Giorgio was a huge man with a spiteful face and a bullying nature. He was also blatantly on the make, and lost no time in telling Lorenzo about his family back in Sicily who’d been trying to sell their produce to Martellis for years, but had been scandalously rejected. He implied that now he expected this injustice to be put right.
Lorenzo fenced with him and escaped as soon as he could, giving a huge sigh of relief. That was one more reason to be glad he wasn’t marrying Helen Angolini. Even if she hadn’t rejected him first.
To be fair, he was beginning to understand her feelings.
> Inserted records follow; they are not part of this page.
use argon2::{
    Argon2, PasswordHasher,
    password_hash::{PasswordHash, PasswordVerifier, SaltString},
};
use chrono::{Duration, Utc};
use jsonwebtoken::{EncodingKey, Header, encode};
use password_hash::rand_core::OsRng;
use uuid::Uuid;

use crate::{
    audit::{self, AuditAction},
    config::AppConfig,
    dto::auth::{Claims, LoginRequest, LoginResponse, RegisterRequest},
    error::{AppError, AppResult},
    middleware::auth::ROLE_USER,
    models::User,
    response::ApiResponse,
    state::AppState,
};

pub fn hash_password(password: &str) -> AppResult<String> {
    let salt = SaltString::generate(&mut OsRng);
    let hash = Argon2::default()
        .hash_password(password.as_bytes(), &salt)
        .map_err(|e| AppError::Internal(anyhow::anyhow!(e.to_string())))?
        .to_string();
    Ok(hash)
}

pub fn verify_password(password: &str, password_hash: &str) -> AppResult<bool> {
    let parsed_hash = PasswordHash::new(password_hash)
        .map_err(|_| AppError::Internal(anyhow::anyhow!("Invalid password hash")))?;
    Ok(Argon2::default()
        .verify_password(password.as_bytes(), &parsed_hash)
        .is_ok())
}

pub fn issue_token(config: &AppConfig, user_id: Uuid, role: &str) -> AppResult<String> {
    let expiration = Utc::now()
        .checked_add_signed(Duration::hours(config.jwt_ttl_hours))
        .ok_or_else(|| AppError::Internal(anyhow::anyhow!("Failed to set expiration")))?;

    let claims = Claims {
        sub: user_id.to_string(),
        role: role.to_string(),
        exp: expiration.timestamp() as usize,
    };

    encode(
        &Header::default(),
        &claims,
        &EncodingKey::from_secret(config.jwt_secret.as_bytes()),
    )
    .map_err(|e| AppError::Internal(anyhow::anyhow!(e.to_string())))
}

pub async fn register_user(
    state: &AppState,
    payload: RegisterRequest,
) -> AppResult<ApiResponse<User>> {
    let RegisterRequest {
        username,
        email,
        password,
    } = payload;
    let username = username.trim().to_string();
    let email = email.trim().to_lowercase();
    if username.is_empty() || email.is_empty() {
        return Err(AppError::BadRequest("username and email are required".into()));
    }
    if password.len() < 6 {
        return Err(AppError::BadRequest(
            "password must be at least 6 characters".into(),
        ));
    }

    let exist: Option<(Uuid,)> =
        sqlx::query_as("SELECT id FROM users WHERE email = $1 OR username = $2")
            .bind(email.as_str())
            .bind(username.as_str())
            .fetch_optional(&state.pool)
            .await?;
    if exist.is_some() {
        return Err(AppError::BadRequest(
            "Username or email is already taken".to_string(),
        ));
    }

    let password_hash = hash_password(&password)?;

    let user: User = sqlx::query_as(
        r#"
        INSERT INTO users (id, username, email, password_hash, role)
        VALUES ($1, $2, $3, $4, $5)
        RETURNING *
        "#,
    )
    .bind(Uuid::new_v4())
    .bind(username.as_str())
    .bind(email.as_str())
    .bind(password_hash)
    .bind(ROLE_USER)
    .fetch_one(&state.pool)
    .await?;

    audit::record(
        &state.pool,
        Some(user.id),
        AuditAction::UserRegister,
        serde_json::json!({ "user_id": user.id }),
    )
    .await;

    Ok(ApiResponse::success("User created", user, None))
}

pub async fn login_user(
    state: &AppState,
    payload: LoginRequest,
) -> AppResult<ApiResponse<LoginResponse>> {
    let LoginRequest { login, password } = payload;
    let login = login.trim();
    let user: Option<User> =
        sqlx::query_as::<_, User>("SELECT * FROM users WHERE email = $1 OR username = $2")
            .bind(login.to_lowercase())
            .bind(login)
            .fetch_optional(&state.pool)
            .await?;

    let user = match user {
        Some(u) => u,
        None => return Err(AppError::Unauthorized("Invalid credentials".into())),
    };

    if !verify_password(&password, &user.password_hash)? {
        return Err(AppError::Unauthorized("Invalid credentials".into()));
    }

    let token = issue_token(&state.config, user.id, &user.role)?;

    audit::record(
        &state.pool,
        Some(user.id),
        AuditAction::UserLogin,
        serde_json::json!({ "user_id": user.id }),
    )
    .await;

    Ok(ApiResponse::item(
        "Logged in",
        LoginResponse {
            token: format!("Bearer {token}"),
        },
    ))
}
The men of the Angolini family were of a type that was becoming outdated even in Sicily where tradition still prevailed. In this household male superiority was still taken as the norm. Only the younger women, who spent their working lives outside in a different world, questioned it. The men, enclosed in the haven of Little Italy, thought nothing had changed.
The dinner was superb and Lorenzo was able to praise his hostess’s cooking with real pleasure. She smiled and accepted his tribute with a few words, but when her husband intervened to say that Angolini meats were second to none she retired and let him take the credit.
Lorenzo tried again, but this time it was Giorgio who butted in, interrupting Signora Angolini in a way that nobody would have been allowed to do with his own mother. Mamma’s reaction was to rise with a smile and a nod to her daughters to help her clear away. After that the party broke into two groups, women washing up and making coffee, and men gathering to talk.